REQUIRED WORK - The lines wanted are those in the data below that include "Result".

[Saved data entries]
────────────────────

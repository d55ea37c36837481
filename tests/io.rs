use std::fs::{self, File};
use std::io::{BufRead, Cursor, Write};

use bzip2::Compression as BzCompression;
use bzip2::write::BzEncoder;
use gwasqc::io::{
    AtomicOutput, Codec, LineReader, codec_of, detect_separators, detect_separators_in,
    estimate_row_count, open_reader, read_header,
};
use gwasqc::meta::HEAP_SIZE;
use gwasqc::types::Separator;
use tempfile::TempDir;

fn rows(lines: &[&str]) -> Vec<String> {
    lines.iter().map(|s| s.to_string()).collect()
}

#[test]
fn detects_tab_and_comma() {
    let tab = detect_separators_in("A\tB\tC", &rows(&["1\t2\t3", "4\t5\t6"])).expect("tab");
    assert_eq!(tab, (Separator::Tab, Separator::Tab));
    let comma = detect_separators_in("A,B", &rows(&["1,2"])).expect("comma");
    assert_eq!(comma, (Separator::Comma, Separator::Comma));
}

#[test]
fn header_and_data_may_differ() {
    let pair = detect_separators_in("A B C", &rows(&["1\t2\t3"])).expect("mixed");
    assert_eq!(pair, (Separator::Whitespace, Separator::Tab));
}

#[test]
fn inconsistent_or_ambiguous_separators_fail() {
    assert!(detect_separators_in("A\tB", &rows(&["1\t2", "1\t2\t3"])).is_err());
    assert!(detect_separators_in("A,B;C", &rows(&["1,2;3"])).is_err());
    assert!(detect_separators_in("AB", &rows(&["1"])).is_err());
}

#[test]
fn header_only_uses_header_separator() {
    let pair = detect_separators_in("A;B", &[]).expect("header only");
    assert_eq!(pair, (Separator::Semicolon, Separator::Semicolon));
}

#[test]
fn line_reader_strips_terminators() {
    let mut reader = LineReader::new(Cursor::new("a\r\nb\n\nc"));
    let mut line = String::new();
    let mut seen = Vec::new();
    while reader.next_line(&mut line).expect("read") {
        seen.push(line.clone());
    }
    assert_eq!(seen, ["a", "b", "", "c"]);
    assert_eq!(reader.line_number(), 4);
}

#[test]
fn codec_follows_extension() {
    assert_eq!(codec_of("a.txt".as_ref()), Codec::Plain);
    assert_eq!(codec_of("a.txt.GZ".as_ref()), Codec::Gzip);
    assert_eq!(codec_of("a.bz2".as_ref()), Codec::Bzip2);
}

#[test]
fn small_files_are_counted_exactly() {
    let dir = TempDir::new().expect("tempdir");
    let path = dir.path().join("data.txt");
    fs::write(&path, "A\tB\n1\t2\n3\t4\r\n\n5\t6\n").expect("write");
    assert_eq!(estimate_row_count(&path).expect("estimate"), 3);

    let header_only = dir.path().join("header.txt");
    fs::write(&header_only, "A\tB\n").expect("write");
    assert_eq!(estimate_row_count(&header_only).expect("estimate"), 0);
}

#[test]
fn large_files_are_estimated() {
    let dir = TempDir::new().expect("tempdir");
    let path = dir.path().join("large.txt");
    let mut file = File::create(&path).expect("create");
    writeln!(file, "MARKER\tPVALUE").expect("header");
    let n = 120_000;
    for i in 0..n {
        writeln!(file, "rs{:07}\t0.500000", i).expect("row");
    }
    drop(file);
    let estimate = estimate_row_count(&path).expect("estimate");
    let error = (estimate as f64 - n as f64).abs() / n as f64;
    assert!(error < 0.01, "estimate {estimate}");
}

#[test]
fn compressed_round_trip() {
    let dir = TempDir::new().expect("tempdir");
    let gz = dir.path().join("data.txt.gz");
    let mut out = AtomicOutput::create(&gz).expect("create");
    writeln!(out, "A,B").expect("write");
    writeln!(out, "1,2").expect("write");
    assert!(!gz.exists());
    out.commit().expect("commit");

    let lines: Vec<String> = open_reader(&gz)
        .expect("open")
        .lines()
        .collect::<Result<_, _>>()
        .expect("read");
    assert_eq!(lines, ["A,B", "1,2"]);
    assert_eq!(
        detect_separators(&gz).expect("detect"),
        (Separator::Comma, Separator::Comma)
    );
    assert_eq!(estimate_row_count(&gz).expect("estimate"), HEAP_SIZE);

    let bz = dir.path().join("data.txt.bz2");
    let mut encoder = BzEncoder::new(File::create(&bz).expect("create"), BzCompression::default());
    encoder.write_all(b"X;Y\n1;2\n").expect("write");
    encoder.finish().expect("finish");
    assert_eq!(read_header(&bz, Separator::Semicolon).expect("header"), ["X", "Y"]);
}

#[test]
fn uncommitted_output_leaves_nothing() {
    let dir = TempDir::new().expect("tempdir");
    let path = dir.path().join("report.txt");
    {
        let mut out = AtomicOutput::create(&path).expect("create");
        writeln!(out, "partial").expect("write");
    }
    assert!(!path.exists());
    assert_eq!(fs::read_dir(dir.path()).expect("list").count(), 0);
}
/// Region names within one tier are joined with [`Separator::region_separator`].
pub fn annotate_stream<R: BufRead, W: Write>(
    reader: R,
    writer: &mut W,
    file: &str,
    separator: Separator,
    options: &AnnotateOptions,
    regions: &RegionIndex,
    map: Option<&MarkerMap>,
) -> Result<AnnotationSummary> {
    let case = options.case;
    let sep = separator.as_char().to_string();
    let mut query = TierQuery::new(regions, &options.deviations, separator);
    let mut summary = AnnotationSummary::default();

    let mut reader = LineReader::new(reader);
    let mut header_line = String::new();
    if !reader.next_line(&mut header_line)? || header_line.trim().is_empty() {
        return Err(QcError::EmptyHeader {
            file: file.to_string(),
        });
    }
    let header: Vec<&str> = io::split_row(&header_line, separator).collect();
    let marker_idx = find_column(&header, &options.marker, case, file)?;
    let (chr_idx, pos_idx) = if map.is_some() {
        (None, None)
    } else {
        (
            Some(find_column(&header, &options.chr, case, file)?),
            Some(find_column(&header, &options.position, case, file)?),
        )
    };
    let selected: Vec<usize> = if options.append {
        (0..header.len()).collect()
    } else {
        [Some(marker_idx), chr_idx, pos_idx].into_iter().flatten().collect()
    };

    let mut fields: Vec<String> = selected.iter().map(|&i| header[i].to_string()).collect();
    if map.is_some() {
        fields.push(options.map_columns.chr.clone());
        fields.push(options.map_columns.position.clone());
    }
    fields.extend(query.deviations.iter().map(|&d| tier_label(d)));
    writeln!(writer, "{}", fields.join(sep.as_str()))?;

    let mut line = String::new();
    while reader.next_line(&mut line)? {
        let line_no = reader.line_number();
        if line.is_empty() {
            return Err(QcError::EmptyLine {
                file: file.to_string(),
                line: line_no,
            });
        }
        let tokens: Vec<&str> = io::split_row(&line, separator).collect();
        if tokens.len() != header.len() {
            return Err(QcError::MalformedRow {
                file: file.to_string(),
                line: line_no,
                expected: header.len(),
                actual: tokens.len(),
            });
        }
        summary.rows_read += 1;

        fields.clear();
        fields.extend(selected.iter().map(|&i| tokens[i].to_string()));
        let base = fields.len();

        match (map, chr_idx, pos_idx) {
            (Some(map), _, _) => {
                let entries = map.lookup(tokens[marker_idx]);
                if entries.is_empty() {
                    summary.unmapped += 1;
                    fields.push(NA.to_string());
                    fields.push(NA.to_string());
                    query.na(&mut fields);
                    writeln!(writer, "{}", fields.join(sep.as_str()))?;
                    summary.rows_written += 1;
                    continue;
                }
                for entry in entries {
                    fields.truncate(base);
                    fields.push(entry.chr.clone());
                    fields.push(entry.position.to_string());
                    query.annotate(&entry.chr, entry.position, &mut fields);
                    writeln!(writer, "{}", fields.join(sep.as_str()))?;
                    summary.rows_written += 1;
                }
            }
            (None, Some(chr_idx), Some(pos_idx)) => {
                let position = tokens[pos_idx];
                if position == options.na_marker {
                    query.na(&mut fields);
                } else {
                    let position = parse_coordinate(position, "position", file, line_no)?;
                    query.annotate(tokens[chr_idx], position, &mut fields);
                }
                writeln!(writer, "{}", fields.join(sep.as_str()))?;
                summary.rows_written += 1;
            }
            _ => {}
        }
    }
    debug!(?summary, "annotated {file}");
    Ok(summary)
}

────────────────────

RESPONSE -
        .collect::<Result<_, _>>()
) -> Result<AnnotationSummary> {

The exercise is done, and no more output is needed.